## WORK TO BE COMPLETED
Two lines mark the range in the entries below: the one holding "filename src/main.rs" and the one holding "use aggregate::AggregationOptions;". Set down those two and all lines between them, exactly.

[Dataset entries]
----

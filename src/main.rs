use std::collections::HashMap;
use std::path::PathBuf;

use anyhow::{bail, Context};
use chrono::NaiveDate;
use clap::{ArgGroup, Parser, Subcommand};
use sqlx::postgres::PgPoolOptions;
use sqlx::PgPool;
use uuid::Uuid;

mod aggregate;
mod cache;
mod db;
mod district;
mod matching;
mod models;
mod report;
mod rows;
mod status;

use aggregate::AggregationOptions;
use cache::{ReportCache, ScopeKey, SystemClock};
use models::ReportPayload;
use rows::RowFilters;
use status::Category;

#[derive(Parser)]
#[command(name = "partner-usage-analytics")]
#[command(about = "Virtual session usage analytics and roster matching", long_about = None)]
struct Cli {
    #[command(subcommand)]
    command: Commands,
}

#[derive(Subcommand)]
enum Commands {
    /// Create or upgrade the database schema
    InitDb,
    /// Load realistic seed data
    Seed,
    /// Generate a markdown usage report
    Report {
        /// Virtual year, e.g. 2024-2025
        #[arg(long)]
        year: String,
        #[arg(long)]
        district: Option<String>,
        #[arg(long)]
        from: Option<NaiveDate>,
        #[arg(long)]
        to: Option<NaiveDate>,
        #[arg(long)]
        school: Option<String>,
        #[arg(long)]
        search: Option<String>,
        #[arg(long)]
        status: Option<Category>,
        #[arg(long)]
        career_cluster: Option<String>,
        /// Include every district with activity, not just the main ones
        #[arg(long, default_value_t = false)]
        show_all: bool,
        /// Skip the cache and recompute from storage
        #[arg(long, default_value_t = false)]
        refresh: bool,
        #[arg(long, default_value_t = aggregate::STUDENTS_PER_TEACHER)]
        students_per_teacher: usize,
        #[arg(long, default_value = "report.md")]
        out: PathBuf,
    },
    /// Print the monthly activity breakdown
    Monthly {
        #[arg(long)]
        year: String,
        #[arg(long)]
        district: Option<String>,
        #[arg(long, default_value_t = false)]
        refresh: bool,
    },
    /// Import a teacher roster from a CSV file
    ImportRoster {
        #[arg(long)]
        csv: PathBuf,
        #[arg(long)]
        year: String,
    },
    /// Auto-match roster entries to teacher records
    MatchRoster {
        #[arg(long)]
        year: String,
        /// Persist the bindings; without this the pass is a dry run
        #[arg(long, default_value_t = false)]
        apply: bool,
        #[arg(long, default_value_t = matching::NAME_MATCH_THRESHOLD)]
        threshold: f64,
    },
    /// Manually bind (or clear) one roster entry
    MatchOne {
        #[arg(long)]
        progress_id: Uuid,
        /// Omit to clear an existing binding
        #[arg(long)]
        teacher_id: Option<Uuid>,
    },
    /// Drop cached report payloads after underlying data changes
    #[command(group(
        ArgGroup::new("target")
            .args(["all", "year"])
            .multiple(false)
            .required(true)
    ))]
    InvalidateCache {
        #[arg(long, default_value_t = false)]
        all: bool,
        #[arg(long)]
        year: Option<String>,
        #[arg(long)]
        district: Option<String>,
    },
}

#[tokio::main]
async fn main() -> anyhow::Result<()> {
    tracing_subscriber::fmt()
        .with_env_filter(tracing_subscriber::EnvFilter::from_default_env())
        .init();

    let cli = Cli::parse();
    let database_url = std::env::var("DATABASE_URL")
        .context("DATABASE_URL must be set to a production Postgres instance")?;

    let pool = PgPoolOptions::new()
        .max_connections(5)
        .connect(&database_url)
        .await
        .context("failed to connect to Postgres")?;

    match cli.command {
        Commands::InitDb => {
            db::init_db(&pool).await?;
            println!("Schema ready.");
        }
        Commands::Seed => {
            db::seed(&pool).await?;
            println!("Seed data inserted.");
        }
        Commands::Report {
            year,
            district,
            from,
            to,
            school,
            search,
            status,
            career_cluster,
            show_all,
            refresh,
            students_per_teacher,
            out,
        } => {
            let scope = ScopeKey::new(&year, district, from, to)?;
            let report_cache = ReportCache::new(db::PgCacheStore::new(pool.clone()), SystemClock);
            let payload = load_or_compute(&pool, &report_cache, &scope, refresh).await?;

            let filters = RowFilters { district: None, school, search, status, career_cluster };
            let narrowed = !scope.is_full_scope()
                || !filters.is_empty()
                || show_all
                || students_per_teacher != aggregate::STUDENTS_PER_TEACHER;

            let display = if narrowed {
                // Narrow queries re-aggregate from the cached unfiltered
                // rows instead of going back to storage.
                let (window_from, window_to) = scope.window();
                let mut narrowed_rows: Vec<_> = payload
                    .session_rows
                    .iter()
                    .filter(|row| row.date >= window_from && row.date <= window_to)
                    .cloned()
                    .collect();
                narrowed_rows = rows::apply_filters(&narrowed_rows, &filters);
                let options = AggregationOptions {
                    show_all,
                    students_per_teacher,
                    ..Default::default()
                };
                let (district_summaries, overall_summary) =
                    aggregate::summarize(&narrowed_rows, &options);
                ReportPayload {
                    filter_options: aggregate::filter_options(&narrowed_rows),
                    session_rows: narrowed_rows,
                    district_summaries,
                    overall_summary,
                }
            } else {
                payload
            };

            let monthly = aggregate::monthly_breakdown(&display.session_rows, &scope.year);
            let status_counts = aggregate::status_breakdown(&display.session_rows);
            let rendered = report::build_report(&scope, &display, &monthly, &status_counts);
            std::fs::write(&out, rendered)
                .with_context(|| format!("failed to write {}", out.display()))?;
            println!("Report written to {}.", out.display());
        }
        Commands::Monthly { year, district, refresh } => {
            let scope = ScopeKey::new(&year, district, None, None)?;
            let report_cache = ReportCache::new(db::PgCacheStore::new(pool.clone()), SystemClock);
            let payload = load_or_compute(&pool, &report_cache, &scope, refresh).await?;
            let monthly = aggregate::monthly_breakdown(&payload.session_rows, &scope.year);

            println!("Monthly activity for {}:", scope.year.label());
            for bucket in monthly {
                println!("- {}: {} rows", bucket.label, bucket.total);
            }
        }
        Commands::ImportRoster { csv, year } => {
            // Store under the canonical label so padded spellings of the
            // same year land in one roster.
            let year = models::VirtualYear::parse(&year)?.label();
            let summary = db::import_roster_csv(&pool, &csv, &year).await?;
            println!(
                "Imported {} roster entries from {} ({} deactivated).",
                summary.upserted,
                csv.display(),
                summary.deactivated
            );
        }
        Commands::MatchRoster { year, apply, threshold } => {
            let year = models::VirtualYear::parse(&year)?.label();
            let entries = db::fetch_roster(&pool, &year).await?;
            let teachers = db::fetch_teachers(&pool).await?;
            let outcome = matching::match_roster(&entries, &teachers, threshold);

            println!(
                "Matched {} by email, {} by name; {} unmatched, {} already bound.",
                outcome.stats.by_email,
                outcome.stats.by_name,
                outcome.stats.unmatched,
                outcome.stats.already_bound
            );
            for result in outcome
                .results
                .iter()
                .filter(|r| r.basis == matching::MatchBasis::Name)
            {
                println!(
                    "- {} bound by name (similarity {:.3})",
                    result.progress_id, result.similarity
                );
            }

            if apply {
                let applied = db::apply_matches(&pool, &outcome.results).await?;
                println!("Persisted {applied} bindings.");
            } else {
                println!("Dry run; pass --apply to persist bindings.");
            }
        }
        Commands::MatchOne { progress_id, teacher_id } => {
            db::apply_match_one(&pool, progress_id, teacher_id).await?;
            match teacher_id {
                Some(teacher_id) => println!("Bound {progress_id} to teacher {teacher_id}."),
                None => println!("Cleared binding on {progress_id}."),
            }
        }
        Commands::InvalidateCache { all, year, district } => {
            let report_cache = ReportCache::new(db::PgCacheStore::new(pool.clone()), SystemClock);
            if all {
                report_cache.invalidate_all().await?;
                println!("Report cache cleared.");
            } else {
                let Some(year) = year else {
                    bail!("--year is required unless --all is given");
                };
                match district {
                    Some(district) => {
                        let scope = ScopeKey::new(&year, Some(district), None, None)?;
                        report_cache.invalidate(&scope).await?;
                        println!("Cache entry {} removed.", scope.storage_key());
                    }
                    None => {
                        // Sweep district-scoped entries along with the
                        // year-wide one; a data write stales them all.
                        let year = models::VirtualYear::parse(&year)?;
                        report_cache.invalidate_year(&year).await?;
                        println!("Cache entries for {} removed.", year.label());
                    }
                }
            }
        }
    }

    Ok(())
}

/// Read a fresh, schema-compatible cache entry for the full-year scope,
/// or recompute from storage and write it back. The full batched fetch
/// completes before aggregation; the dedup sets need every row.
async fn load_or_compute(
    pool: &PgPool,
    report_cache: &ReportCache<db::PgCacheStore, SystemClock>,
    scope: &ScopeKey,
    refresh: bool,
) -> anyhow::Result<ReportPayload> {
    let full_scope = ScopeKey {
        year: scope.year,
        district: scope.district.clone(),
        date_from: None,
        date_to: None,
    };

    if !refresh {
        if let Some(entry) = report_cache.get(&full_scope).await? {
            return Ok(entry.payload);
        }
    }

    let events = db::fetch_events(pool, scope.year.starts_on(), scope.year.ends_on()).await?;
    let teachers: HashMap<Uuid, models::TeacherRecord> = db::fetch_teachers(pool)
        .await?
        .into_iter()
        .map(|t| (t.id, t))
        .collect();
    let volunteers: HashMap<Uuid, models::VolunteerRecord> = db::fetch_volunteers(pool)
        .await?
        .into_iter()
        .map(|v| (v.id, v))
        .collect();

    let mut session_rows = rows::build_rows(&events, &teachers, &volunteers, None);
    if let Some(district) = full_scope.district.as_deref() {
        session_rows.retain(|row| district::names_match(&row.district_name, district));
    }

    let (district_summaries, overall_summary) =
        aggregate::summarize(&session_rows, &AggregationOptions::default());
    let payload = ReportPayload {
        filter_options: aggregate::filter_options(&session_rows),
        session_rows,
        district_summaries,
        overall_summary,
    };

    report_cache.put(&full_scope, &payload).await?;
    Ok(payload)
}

----

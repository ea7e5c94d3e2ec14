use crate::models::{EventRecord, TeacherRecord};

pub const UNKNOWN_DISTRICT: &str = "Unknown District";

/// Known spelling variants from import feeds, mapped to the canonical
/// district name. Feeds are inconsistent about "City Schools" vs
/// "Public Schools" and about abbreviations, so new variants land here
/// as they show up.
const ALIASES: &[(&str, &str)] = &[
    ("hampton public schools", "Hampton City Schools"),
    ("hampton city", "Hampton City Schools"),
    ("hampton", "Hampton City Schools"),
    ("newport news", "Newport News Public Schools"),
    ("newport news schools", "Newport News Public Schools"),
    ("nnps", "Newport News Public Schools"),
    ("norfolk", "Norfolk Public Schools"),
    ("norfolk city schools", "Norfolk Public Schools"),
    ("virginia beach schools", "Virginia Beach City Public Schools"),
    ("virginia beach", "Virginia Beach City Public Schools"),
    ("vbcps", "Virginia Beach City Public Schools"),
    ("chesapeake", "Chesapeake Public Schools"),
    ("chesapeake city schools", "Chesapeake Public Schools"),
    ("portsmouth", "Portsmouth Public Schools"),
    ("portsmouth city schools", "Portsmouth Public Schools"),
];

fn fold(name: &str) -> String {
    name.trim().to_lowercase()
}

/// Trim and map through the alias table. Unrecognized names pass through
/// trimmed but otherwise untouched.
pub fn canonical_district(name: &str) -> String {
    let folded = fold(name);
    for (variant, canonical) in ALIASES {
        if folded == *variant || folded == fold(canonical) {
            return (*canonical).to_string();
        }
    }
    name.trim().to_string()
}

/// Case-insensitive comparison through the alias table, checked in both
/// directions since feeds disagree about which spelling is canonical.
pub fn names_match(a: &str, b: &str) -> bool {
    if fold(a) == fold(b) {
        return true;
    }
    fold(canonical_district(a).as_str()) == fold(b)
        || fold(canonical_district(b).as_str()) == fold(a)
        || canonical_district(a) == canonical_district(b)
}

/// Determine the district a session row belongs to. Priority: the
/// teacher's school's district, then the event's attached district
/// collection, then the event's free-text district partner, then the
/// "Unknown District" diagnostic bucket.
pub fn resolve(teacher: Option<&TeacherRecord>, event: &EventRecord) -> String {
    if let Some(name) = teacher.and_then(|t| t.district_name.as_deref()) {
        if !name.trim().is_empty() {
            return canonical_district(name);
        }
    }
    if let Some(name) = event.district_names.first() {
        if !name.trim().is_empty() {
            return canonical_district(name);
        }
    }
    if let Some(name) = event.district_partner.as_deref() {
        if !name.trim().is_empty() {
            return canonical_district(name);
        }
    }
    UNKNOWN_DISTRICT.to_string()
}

----

## OUTPUT FOR THIS EXERCISE
filename src/main.rs
use std::collections::HashMap;
use std::path::PathBuf;

use anyhow::{bail, Context};
use chrono::NaiveDate;
use clap::{ArgGroup, Parser, Subcommand};
use sqlx::postgres::PgPoolOptions;
use sqlx::PgPool;
use uuid::Uuid;

mod aggregate;
mod cache;
mod db;
mod district;
mod matching;
mod models;
mod report;
mod rows;
mod status;

use aggregate::AggregationOptions;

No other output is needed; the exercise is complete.